WORK INSTRUCTION:
Please state the number of lines in the listing that contain the word "UnknownScenario", and nothing else.

DATA FOR PROCESSING:
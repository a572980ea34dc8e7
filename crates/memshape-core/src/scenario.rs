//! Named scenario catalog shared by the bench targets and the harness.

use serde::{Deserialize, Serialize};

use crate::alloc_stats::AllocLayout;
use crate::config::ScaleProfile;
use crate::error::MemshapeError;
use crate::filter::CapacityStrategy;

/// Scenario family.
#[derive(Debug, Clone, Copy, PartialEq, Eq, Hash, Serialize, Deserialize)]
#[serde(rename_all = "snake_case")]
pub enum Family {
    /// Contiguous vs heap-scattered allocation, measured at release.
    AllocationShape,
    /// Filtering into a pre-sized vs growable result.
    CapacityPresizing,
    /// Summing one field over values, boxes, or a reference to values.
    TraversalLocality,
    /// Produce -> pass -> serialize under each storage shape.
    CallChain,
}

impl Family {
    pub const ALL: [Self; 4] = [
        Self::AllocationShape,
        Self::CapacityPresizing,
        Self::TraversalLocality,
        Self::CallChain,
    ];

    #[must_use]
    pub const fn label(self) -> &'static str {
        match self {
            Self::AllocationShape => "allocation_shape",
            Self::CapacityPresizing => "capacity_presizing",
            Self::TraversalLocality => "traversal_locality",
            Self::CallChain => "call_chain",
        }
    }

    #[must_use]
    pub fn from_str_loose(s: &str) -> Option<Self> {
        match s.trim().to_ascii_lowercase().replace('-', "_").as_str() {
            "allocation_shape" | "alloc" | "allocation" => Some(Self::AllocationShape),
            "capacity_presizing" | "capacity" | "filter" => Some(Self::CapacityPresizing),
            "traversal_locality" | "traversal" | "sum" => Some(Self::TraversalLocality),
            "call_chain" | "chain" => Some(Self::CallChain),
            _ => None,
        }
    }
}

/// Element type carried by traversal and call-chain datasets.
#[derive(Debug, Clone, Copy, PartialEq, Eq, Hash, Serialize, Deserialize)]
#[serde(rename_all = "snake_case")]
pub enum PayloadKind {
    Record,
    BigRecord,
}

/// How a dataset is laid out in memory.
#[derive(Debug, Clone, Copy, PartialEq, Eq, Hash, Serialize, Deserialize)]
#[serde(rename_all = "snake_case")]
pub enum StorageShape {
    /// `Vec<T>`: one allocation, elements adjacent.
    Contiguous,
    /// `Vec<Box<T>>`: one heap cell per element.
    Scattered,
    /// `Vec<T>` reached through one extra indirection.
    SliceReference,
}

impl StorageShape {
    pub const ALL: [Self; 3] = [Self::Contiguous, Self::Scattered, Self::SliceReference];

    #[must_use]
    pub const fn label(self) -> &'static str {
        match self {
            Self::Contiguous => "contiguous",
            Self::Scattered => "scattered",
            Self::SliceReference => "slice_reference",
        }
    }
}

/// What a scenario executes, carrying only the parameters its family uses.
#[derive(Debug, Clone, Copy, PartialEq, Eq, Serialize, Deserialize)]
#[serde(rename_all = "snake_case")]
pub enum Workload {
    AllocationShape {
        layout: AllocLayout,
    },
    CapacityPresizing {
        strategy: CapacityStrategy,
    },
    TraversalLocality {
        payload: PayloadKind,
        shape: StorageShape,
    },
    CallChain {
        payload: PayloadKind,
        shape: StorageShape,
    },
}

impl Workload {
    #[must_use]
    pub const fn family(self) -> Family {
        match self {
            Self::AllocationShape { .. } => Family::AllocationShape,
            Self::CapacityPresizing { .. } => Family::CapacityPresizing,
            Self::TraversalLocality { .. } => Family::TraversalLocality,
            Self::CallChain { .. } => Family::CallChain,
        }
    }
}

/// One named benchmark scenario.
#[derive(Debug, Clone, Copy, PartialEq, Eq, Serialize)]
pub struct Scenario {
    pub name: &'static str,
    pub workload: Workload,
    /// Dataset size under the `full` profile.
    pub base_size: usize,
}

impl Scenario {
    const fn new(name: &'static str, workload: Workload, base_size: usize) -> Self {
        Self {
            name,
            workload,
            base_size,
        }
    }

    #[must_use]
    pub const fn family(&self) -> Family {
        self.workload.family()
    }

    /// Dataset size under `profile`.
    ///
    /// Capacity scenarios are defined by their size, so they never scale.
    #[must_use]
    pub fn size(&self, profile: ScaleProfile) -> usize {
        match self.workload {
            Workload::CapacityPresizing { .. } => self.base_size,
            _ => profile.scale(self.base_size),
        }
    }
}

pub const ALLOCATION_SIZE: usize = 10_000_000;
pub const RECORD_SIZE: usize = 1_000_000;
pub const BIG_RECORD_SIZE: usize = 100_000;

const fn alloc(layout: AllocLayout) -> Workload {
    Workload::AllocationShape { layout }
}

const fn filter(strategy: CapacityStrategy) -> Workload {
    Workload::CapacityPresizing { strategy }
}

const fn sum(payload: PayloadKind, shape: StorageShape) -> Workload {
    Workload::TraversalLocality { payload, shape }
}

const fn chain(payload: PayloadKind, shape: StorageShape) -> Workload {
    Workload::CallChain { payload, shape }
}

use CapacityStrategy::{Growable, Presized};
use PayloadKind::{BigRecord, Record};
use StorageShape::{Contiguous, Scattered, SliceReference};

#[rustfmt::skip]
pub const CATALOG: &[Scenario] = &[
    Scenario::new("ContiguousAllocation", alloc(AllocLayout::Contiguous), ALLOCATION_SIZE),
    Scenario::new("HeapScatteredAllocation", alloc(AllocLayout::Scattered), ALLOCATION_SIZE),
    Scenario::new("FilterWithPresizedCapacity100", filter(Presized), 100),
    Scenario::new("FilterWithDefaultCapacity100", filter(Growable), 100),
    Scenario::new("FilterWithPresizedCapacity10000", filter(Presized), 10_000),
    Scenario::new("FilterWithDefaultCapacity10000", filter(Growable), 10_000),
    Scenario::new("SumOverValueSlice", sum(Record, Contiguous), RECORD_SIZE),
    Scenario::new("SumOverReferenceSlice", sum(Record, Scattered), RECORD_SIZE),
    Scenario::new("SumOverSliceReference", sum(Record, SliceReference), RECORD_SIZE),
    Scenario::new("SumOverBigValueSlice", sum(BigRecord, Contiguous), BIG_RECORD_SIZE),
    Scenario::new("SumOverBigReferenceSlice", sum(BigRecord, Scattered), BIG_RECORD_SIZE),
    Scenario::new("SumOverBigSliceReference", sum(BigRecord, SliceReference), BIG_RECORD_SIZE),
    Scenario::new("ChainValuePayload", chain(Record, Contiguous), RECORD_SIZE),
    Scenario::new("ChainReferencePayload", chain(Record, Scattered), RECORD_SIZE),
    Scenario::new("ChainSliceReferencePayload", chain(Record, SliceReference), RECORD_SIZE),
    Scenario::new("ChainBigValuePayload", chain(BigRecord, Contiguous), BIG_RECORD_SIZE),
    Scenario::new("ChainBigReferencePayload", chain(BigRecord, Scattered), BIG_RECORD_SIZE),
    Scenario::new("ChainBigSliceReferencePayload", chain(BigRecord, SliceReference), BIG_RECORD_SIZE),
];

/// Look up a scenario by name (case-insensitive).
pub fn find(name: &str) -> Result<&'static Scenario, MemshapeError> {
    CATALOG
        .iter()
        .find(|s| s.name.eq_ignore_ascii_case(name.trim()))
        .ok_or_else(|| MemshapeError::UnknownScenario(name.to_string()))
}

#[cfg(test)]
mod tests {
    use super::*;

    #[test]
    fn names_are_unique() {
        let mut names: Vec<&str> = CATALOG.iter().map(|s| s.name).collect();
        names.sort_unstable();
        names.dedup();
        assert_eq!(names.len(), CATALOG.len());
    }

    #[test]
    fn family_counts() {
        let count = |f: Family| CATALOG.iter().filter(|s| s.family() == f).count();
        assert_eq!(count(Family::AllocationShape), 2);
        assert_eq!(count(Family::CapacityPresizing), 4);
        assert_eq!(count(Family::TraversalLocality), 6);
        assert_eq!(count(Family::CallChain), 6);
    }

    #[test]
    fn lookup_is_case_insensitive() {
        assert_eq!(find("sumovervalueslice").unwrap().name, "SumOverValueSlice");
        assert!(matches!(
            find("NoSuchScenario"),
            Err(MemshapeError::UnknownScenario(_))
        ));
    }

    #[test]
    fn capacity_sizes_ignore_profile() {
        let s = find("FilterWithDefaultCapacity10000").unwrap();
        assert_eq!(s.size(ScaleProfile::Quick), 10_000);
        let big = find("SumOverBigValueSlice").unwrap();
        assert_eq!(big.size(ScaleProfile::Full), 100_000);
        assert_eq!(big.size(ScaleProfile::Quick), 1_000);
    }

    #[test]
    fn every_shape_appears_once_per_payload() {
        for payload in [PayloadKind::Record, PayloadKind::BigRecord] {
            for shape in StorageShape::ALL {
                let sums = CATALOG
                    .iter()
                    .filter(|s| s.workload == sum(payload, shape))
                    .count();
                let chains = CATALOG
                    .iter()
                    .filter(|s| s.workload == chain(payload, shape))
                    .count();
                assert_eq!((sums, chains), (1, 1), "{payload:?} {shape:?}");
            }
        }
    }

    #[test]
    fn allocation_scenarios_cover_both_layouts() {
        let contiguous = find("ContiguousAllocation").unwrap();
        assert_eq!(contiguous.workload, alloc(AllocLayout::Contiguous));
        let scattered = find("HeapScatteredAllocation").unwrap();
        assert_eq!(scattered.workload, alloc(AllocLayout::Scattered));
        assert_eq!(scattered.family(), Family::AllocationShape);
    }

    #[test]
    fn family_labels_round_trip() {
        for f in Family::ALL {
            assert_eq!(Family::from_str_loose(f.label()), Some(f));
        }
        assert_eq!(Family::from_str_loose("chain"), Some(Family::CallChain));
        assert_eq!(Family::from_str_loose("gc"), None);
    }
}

--

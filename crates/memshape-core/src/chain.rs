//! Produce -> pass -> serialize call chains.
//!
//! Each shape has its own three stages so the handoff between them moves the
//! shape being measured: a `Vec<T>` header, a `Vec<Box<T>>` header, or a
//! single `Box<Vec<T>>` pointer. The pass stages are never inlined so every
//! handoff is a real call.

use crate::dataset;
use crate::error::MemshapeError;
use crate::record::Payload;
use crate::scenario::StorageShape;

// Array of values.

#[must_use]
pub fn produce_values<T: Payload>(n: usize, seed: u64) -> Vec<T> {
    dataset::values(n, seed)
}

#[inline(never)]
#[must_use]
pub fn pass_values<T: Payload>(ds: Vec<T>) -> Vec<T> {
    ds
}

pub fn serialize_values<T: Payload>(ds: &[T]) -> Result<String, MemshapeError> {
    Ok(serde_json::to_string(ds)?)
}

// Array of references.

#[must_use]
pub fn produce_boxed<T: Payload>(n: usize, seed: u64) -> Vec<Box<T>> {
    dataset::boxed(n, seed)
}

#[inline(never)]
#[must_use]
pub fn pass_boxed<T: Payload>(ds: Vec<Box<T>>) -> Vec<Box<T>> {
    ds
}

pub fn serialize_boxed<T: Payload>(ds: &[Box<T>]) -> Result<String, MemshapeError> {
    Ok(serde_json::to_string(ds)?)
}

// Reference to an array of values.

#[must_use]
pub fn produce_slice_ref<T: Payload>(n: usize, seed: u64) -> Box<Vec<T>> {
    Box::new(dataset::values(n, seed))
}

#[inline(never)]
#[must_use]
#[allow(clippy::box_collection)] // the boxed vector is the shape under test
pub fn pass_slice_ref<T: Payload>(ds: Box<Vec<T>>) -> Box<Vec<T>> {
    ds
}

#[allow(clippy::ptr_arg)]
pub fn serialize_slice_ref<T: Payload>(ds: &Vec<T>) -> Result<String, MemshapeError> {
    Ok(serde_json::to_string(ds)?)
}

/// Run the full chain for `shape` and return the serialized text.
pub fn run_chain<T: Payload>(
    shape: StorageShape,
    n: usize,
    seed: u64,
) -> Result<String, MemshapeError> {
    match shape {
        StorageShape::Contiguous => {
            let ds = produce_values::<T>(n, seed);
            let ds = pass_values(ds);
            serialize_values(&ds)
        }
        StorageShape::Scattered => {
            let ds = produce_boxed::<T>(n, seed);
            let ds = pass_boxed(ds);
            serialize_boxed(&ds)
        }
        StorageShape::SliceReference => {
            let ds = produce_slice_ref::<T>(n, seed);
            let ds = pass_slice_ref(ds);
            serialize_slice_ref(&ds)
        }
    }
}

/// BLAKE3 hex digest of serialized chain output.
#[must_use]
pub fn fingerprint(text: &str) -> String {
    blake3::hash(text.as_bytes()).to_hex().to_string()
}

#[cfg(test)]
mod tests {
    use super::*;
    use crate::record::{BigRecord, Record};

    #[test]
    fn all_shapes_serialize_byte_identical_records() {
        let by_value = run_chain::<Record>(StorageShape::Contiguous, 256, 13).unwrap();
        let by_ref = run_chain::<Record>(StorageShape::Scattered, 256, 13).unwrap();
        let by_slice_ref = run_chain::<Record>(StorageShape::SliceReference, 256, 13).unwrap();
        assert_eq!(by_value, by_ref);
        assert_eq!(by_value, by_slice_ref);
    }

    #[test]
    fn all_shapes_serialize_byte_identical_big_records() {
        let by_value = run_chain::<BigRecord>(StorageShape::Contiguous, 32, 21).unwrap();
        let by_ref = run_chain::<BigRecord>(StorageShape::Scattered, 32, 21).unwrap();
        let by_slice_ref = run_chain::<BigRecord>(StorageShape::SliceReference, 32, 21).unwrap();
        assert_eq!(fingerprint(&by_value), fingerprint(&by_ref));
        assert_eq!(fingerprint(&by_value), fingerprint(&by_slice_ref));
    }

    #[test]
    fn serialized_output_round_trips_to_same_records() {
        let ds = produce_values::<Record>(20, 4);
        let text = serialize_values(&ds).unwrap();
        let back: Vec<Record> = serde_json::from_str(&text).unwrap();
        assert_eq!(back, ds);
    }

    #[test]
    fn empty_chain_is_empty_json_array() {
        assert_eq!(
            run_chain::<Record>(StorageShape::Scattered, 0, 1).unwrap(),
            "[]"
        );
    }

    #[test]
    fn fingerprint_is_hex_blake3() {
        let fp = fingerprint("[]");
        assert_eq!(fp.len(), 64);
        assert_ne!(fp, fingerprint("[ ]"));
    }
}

SOLUTION TO THIS TASK:
2